一瞬でも能力の波長を出せば、即座に感知されて存在ごと消去される。
ルナがいない今、俺たちは丸腰も同然だ。
『おかえりなさい、マスター!』
リリスのホログラムが飛び出してきた。
「ただいま。……さあ、仕上げだ」
俺はPCを地面に置き、落ちていたガントレットを拾い上げ、ケーブルで接続した。
要塞を中継アンテナとして利用し、地上のスパコン『アカシック・レコード』の演算能力を借りて、ゲートの維持コードを物理的に上書きし続ける。
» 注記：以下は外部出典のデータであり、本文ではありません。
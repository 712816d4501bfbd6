//! Storage Tiers
//!
//! Four backends with different latency/durability trade-offs:
//! - **Cache**: in-process Moka cache, per-entry TTL
//! - **Vector**: in-memory embedding index, cosine similarity ranking
//! - **Structured**: SQLite rows with a minimal key/filter contract
//! - **Archival**: content-addressed JSON files on disk
//!
//! Each backend is individually concurrency-safe. None of them knows about the
//! others; cross-tier decisions belong to the router.

pub mod archival;
pub mod cache;
pub mod structured;
pub mod vector;

use async_trait::async_trait;
use serde::{Deserialize, Serialize};
use std::cmp::Ordering as CmpOrdering;
use std::fmt;
use std::sync::atomic::{AtomicU64, Ordering};
use std::time::Duration;

use crate::error::CoreResult;

pub use archival::ArchivalTier;
pub use cache::CacheTier;
pub use structured::StructuredTier;
pub use vector::VectorTier;

/// Storage tier identifier
#[derive(Debug, Clone, Copy, PartialEq, Eq, Hash, Serialize, Deserialize)]
#[serde(rename_all = "lowercase")]
pub enum Tier {
    Cache,
    Vector,
    Structured,
    Archival,
}

impl Tier {
    /// Read order used by `MemoryRouter::get`
    pub const FALLBACK_CHAIN: [Tier; 4] = [Tier::Cache, Tier::Vector, Tier::Structured, Tier::Archival];

    pub fn as_str(&self) -> &'static str {
        match self {
            Tier::Cache => "cache",
            Tier::Vector => "vector",
            Tier::Structured => "structured",
            Tier::Archival => "archival",
        }
    }

    pub fn parse(s: &str) -> Option<Self> {
        match s.to_lowercase().as_str() {
            "cache" => Some(Tier::Cache),
            "vector" => Some(Tier::Vector),
            "structured" => Some(Tier::Structured),
            "archival" => Some(Tier::Archival),
            _ => None,
        }
    }

    /// Circuit breaker scope for this tier
    pub fn scope(&self) -> String {
        format!("tier:{}", self.as_str())
    }
}

impl fmt::Display for Tier {
    fn fmt(&self, f: &mut fmt::Formatter<'_>) -> fmt::Result {
        f.write_str(self.as_str())
    }
}

/// Stored value: opaque bytes or a structured JSON document
#[derive(Debug, Clone, PartialEq, Serialize, Deserialize)]
#[serde(tag = "kind", content = "data", rename_all = "snake_case")]
pub enum Payload {
    Bytes(Vec<u8>),
    Json(serde_json::Value),
}

impl Payload {
    pub fn text(s: &str) -> Self {
        Payload::Json(serde_json::Value::String(s.to_string()))
    }

    /// Approximate stored size, used for size classification
    pub fn size_bytes(&self) -> usize {
        match self {
            Payload::Bytes(b) => b.len(),
            Payload::Json(v) => serde_json::to_vec(v).map(|b| b.len()).unwrap_or(0),
        }
    }

    pub fn as_json(&self) -> Option<&serde_json::Value> {
        match self {
            Payload::Json(v) => Some(v),
            Payload::Bytes(_) => None,
        }
    }
}

/// A stored memory record
#[derive(Debug, Clone, PartialEq, Serialize, Deserialize)]
pub struct MemoryEntry {
    pub key: String,
    pub tier_origin: Tier,
    pub payload: Payload,
    #[serde(default, skip_serializing_if = "Option::is_none")]
    pub embedding: Option<Vec<f32>>,
    #[serde(default, with = "crate::config::optional_duration_ms")]
    pub ttl: Option<Duration>,
    pub domain_tag: String,
    /// Entity this record describes, shared across tiers for query joins
    #[serde(default, skip_serializing_if = "Option::is_none")]
    pub entity_key: Option<String>,
    /// Monotonic write stamp (microseconds), strictly increasing per key
    pub written_at: u64,
    /// Wall clock expiry in unix milliseconds, derived from `ttl` at write time
    #[serde(default)]
    pub expires_at: Option<i64>,
}

impl MemoryEntry {
    pub fn new(key: &str, tier: Tier, payload: Payload, domain_tag: &str, written_at: u64) -> Self {
        Self {
            key: key.to_string(),
            tier_origin: tier,
            payload,
            embedding: None,
            ttl: None,
            domain_tag: domain_tag.to_string(),
            entity_key: None,
            written_at,
            expires_at: None,
        }
    }

    pub fn with_entity(mut self, entity_key: &str) -> Self {
        self.entity_key = Some(entity_key.to_string());
        self
    }

    /// Join key for cross-tier queries: the entity if set, else the storage key
    pub fn entity(&self) -> &str {
        self.entity_key.as_deref().unwrap_or(&self.key)
    }

    pub fn with_embedding(mut self, embedding: Vec<f32>) -> Self {
        self.embedding = Some(embedding);
        self
    }

    pub fn with_ttl(mut self, ttl: Duration) -> Self {
        self.ttl = Some(ttl);
        self.expires_at = Some(chrono::Utc::now().timestamp_millis() + ttl.as_millis() as i64);
        self
    }

    pub fn is_expired(&self) -> bool {
        self.expires_at
            .map(|at| chrono::Utc::now().timestamp_millis() >= at)
            .unwrap_or(false)
    }

    /// Copy of this entry as stored in another tier
    pub fn relocated(&self, tier: Tier) -> Self {
        let mut entry = self.clone();
        entry.tier_origin = tier;
        entry
    }
}

/// Entry with a similarity score
#[derive(Debug, Clone)]
pub struct ScoredEntry {
    pub entry: MemoryEntry,
    pub score: f32,
}

/// Strictly increasing write stamps
///
/// Wall clock microseconds, bumped past the previous stamp when the clock
/// stalls or steps backwards.
#[derive(Debug, Default)]
pub struct WriteClock {
    last: AtomicU64,
}

impl WriteClock {
    pub fn new() -> Self {
        Self::default()
    }

    pub fn tick(&self) -> u64 {
        let now = chrono::Utc::now().timestamp_micros().max(0) as u64;
        let mut last = self.last.load(Ordering::Relaxed);
        loop {
            let next = now.max(last + 1);
            match self
                .last
                .compare_exchange_weak(last, next, Ordering::AcqRel, Ordering::Relaxed)
            {
                Ok(_) => return next,
                Err(current) => last = current,
            }
        }
    }

    /// Make sure future stamps are above `stamp` (used after reading persisted entries)
    pub fn observe(&self, stamp: u64) {
        self.last.fetch_max(stamp, Ordering::AcqRel);
    }
}

/// Comparison used by a field condition
#[derive(Debug, Clone, Copy, PartialEq, Eq, Serialize, Deserialize)]
#[serde(rename_all = "snake_case")]
pub enum FilterOp {
    Eq,
    Ne,
    Gt,
    Lt,
}

/// Condition on a dotted field path inside a JSON payload
#[derive(Debug, Clone, PartialEq, Serialize, Deserialize)]
pub struct FieldCondition {
    pub field: String,
    pub op: FilterOp,
    pub value: serde_json::Value,
}

impl FieldCondition {
    pub fn eq(field: &str, value: impl Into<serde_json::Value>) -> Self {
        Self {
            field: field.to_string(),
            op: FilterOp::Eq,
            value: value.into(),
        }
    }

    pub fn ne(field: &str, value: impl Into<serde_json::Value>) -> Self {
        Self {
            field: field.to_string(),
            op: FilterOp::Ne,
            value: value.into(),
        }
    }

    pub fn gt(field: &str, value: impl Into<serde_json::Value>) -> Self {
        Self {
            field: field.to_string(),
            op: FilterOp::Gt,
            value: value.into(),
        }
    }

    pub fn lt(field: &str, value: impl Into<serde_json::Value>) -> Self {
        Self {
            field: field.to_string(),
            op: FilterOp::Lt,
            value: value.into(),
        }
    }

    pub fn matches(&self, payload: &Payload) -> bool {
        let Some(doc) = payload.as_json() else {
            return false;
        };
        let pointer = format!("/{}", self.field.replace('.', "/"));
        let actual = doc.pointer(&pointer);

        match self.op {
            FilterOp::Eq => actual == Some(&self.value),
            FilterOp::Ne => actual != Some(&self.value),
            FilterOp::Gt => compare(actual, &self.value) == Some(CmpOrdering::Greater),
            FilterOp::Lt => compare(actual, &self.value) == Some(CmpOrdering::Less),
        }
    }
}

fn compare(actual: Option<&serde_json::Value>, expected: &serde_json::Value) -> Option<CmpOrdering> {
    let actual = actual?;
    match (actual.as_f64(), expected.as_f64()) {
        (Some(a), Some(b)) => a.partial_cmp(&b),
        _ => match (actual.as_str(), expected.as_str()) {
            (Some(a), Some(b)) => Some(a.cmp(b)),
            _ => None,
        },
    }
}

/// Minimal structured-tier query: domain, key prefix and field conditions
#[derive(Debug, Clone, Default, PartialEq, Serialize, Deserialize)]
pub struct StructuredFilter {
    pub domain: Option<String>,
    pub key_prefix: Option<String>,
    pub conditions: Vec<FieldCondition>,
}

impl StructuredFilter {
    pub fn domain(domain: &str) -> Self {
        Self {
            domain: Some(domain.to_string()),
            ..Default::default()
        }
    }

    pub fn with_prefix(mut self, prefix: &str) -> Self {
        self.key_prefix = Some(prefix.to_string());
        self
    }

    pub fn with_condition(mut self, condition: FieldCondition) -> Self {
        self.conditions.push(condition);
        self
    }

    pub fn matches(&self, entry: &MemoryEntry) -> bool {
        if let Some(ref domain) = self.domain {
            if &entry.domain_tag != domain {
                return false;
            }
        }
        if let Some(ref prefix) = self.key_prefix {
            if !entry.key.starts_with(prefix.as_str()) {
                return false;
            }
        }
        self.conditions.iter().all(|c| c.matches(&entry.payload))
    }
}

/// Per-backend counters
#[derive(Debug, Clone, Copy, Default, PartialEq, Eq)]
pub struct TierStats {
    pub reads: u64,
    pub hits: u64,
    pub misses: u64,
    pub writes: u64,
    pub deletes: u64,
}

#[derive(Debug, Default)]
pub(crate) struct TierCounters {
    reads: AtomicU64,
    hits: AtomicU64,
    misses: AtomicU64,
    writes: AtomicU64,
    deletes: AtomicU64,
}

impl TierCounters {
    pub(crate) fn read(&self, hit: bool) {
        self.reads.fetch_add(1, Ordering::Relaxed);
        if hit {
            self.hits.fetch_add(1, Ordering::Relaxed);
        } else {
            self.misses.fetch_add(1, Ordering::Relaxed);
        }
    }

    pub(crate) fn write(&self) {
        self.writes.fetch_add(1, Ordering::Relaxed);
    }

    pub(crate) fn delete(&self) {
        self.deletes.fetch_add(1, Ordering::Relaxed);
    }

    pub(crate) fn snapshot(&self) -> TierStats {
        TierStats {
            reads: self.reads.load(Ordering::Relaxed),
            hits: self.hits.load(Ordering::Relaxed),
            misses: self.misses.load(Ordering::Relaxed),
            writes: self.writes.load(Ordering::Relaxed),
            deletes: self.deletes.load(Ordering::Relaxed),
        }
    }
}

/// A storage backend
#[async_trait]
pub trait TierBackend: Send + Sync {
    fn tier(&self) -> Tier;

    /// Fetch a live (non-expired) entry
    async fn get(&self, key: &str) -> CoreResult<Option<MemoryEntry>>;

    /// Store an entry, replacing any previous entry for the key
    async fn put(&self, entry: MemoryEntry) -> CoreResult<()>;

    /// Remove an entry, returning whether it existed
    async fn delete(&self, key: &str) -> CoreResult<bool>;

    /// Remove the entry only if it was written before `stamp`
    async fn delete_older(&self, key: &str, stamp: u64) -> CoreResult<bool>;

    /// Rank stored embeddings by similarity to `embedding`
    async fn search_similar(
        &self,
        _embedding: &[f32],
        _domain: Option<&str>,
        _limit: usize,
    ) -> CoreResult<Vec<ScoredEntry>> {
        Ok(Vec::new())
    }

    /// Entries matching a structured filter
    async fn filter(&self, _filter: &StructuredFilter) -> CoreResult<Vec<MemoryEntry>> {
        Ok(Vec::new())
    }

    fn stats(&self) -> TierStats;
}

#[cfg(test)]
mod tests {
    use super::*;
    use serde_json::json;

    #[test]
    fn test_write_clock_strictly_increasing() {
        let clock = WriteClock::new();
        let mut last = 0;
        for _ in 0..1000 {
            let stamp = clock.tick();
            assert!(stamp > last);
            last = stamp;
        }

        clock.observe(last + 1_000_000_000);
        assert!(clock.tick() > last + 1_000_000_000);
    }

    #[test]
    fn test_field_conditions() {
        let payload = Payload::Json(json!({"status": "open", "owner": {"team": "infra"}, "score": 7}));

        assert!(FieldCondition::eq("status", "open").matches(&payload));
        assert!(FieldCondition::eq("owner.team", "infra").matches(&payload));
        assert!(FieldCondition::ne("status", "closed").matches(&payload));
        assert!(FieldCondition::gt("score", 5).matches(&payload));
        assert!(!FieldCondition::lt("score", 5).matches(&payload));
        assert!(!FieldCondition::gt("missing", 1).matches(&payload));
        assert!(!FieldCondition::eq("status", "open").matches(&Payload::Bytes(vec![1, 2])));
    }

    #[test]
    fn test_structured_filter_matches() {
        let entry = MemoryEntry::new("ticket:1", Tier::Structured, Payload::Json(json!({"status": "open"})), "crm", 1);

        assert!(StructuredFilter::domain("crm").matches(&entry));
        assert!(!StructuredFilter::domain("billing").matches(&entry));
        assert!(StructuredFilter::default().with_prefix("ticket:").matches(&entry));
        assert!(!StructuredFilter::default()
            .with_condition(FieldCondition::eq("status", "closed"))
            .matches(&entry));
    }

    #[test]
    fn test_entry_ttl_expiry() {
        let entry = MemoryEntry::new("k", Tier::Cache, Payload::text("v"), "d", 1);
        assert!(!entry.is_expired());

        let expired = entry.clone().with_ttl(Duration::from_millis(0));
        assert!(expired.is_expired());
    }

    #[test]
    fn test_tier_parse_and_scope() {
        assert_eq!(Tier::parse("Vector"), Some(Tier::Vector));
        assert_eq!(Tier::parse("disk"), None);
        assert_eq!(Tier::Archival.scope(), "tier:archival");
    }
}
「エルーカ! レギナ! こっちだ! ゲートを固定したぞ!」
俺が叫ぶと、ゲートの向こうから二つの影が飛び出してきた。
ボロボロの服、煤けた顔。だが、その表情は生き生きとしていた。
「とあぁぁぁっ!」
二人は勢いよく俺たちの前に着地する。
直後、俺がエンターキーを押すと、ゲートがプツンと音を立てて消滅した。
間一髪だ。
「はぁ、はぁ……! ま、間に合いましたね!」
「フン。あっちの警備兵、数は多いが脆かったな」
エルーカとレギナが立ち上がり、俺たちを見て安堵の表情を浮かべた。
「師匠! ミサさん! 良かったですぅ〜……」
「おかげさんでな」
俺はPCを小脇に抱え直した。
現代のテクノロジーと、異世界のチート能力。
二つが合わさった今、俺たちに不可能はない。
だが、戦うのはあくまで「物理」だ。
目の前には、沈黙したままの巨大なモノリス――神がいる。
『Welcome back, Irregulars.(おかえりなさい、イレギュラーたち)』
神の声が響く。
だが、そこには以前のような絶対的な威圧感は感じられなかった。
俺たちが、その理不尽なルールすら乗り越えて帰ってきたことに、システムが動揺しているのかもしれない。
「待たせたな、管理者さん。いや、運営さん、か?」
俺は眼鏡を押し上げ、不敵に笑った。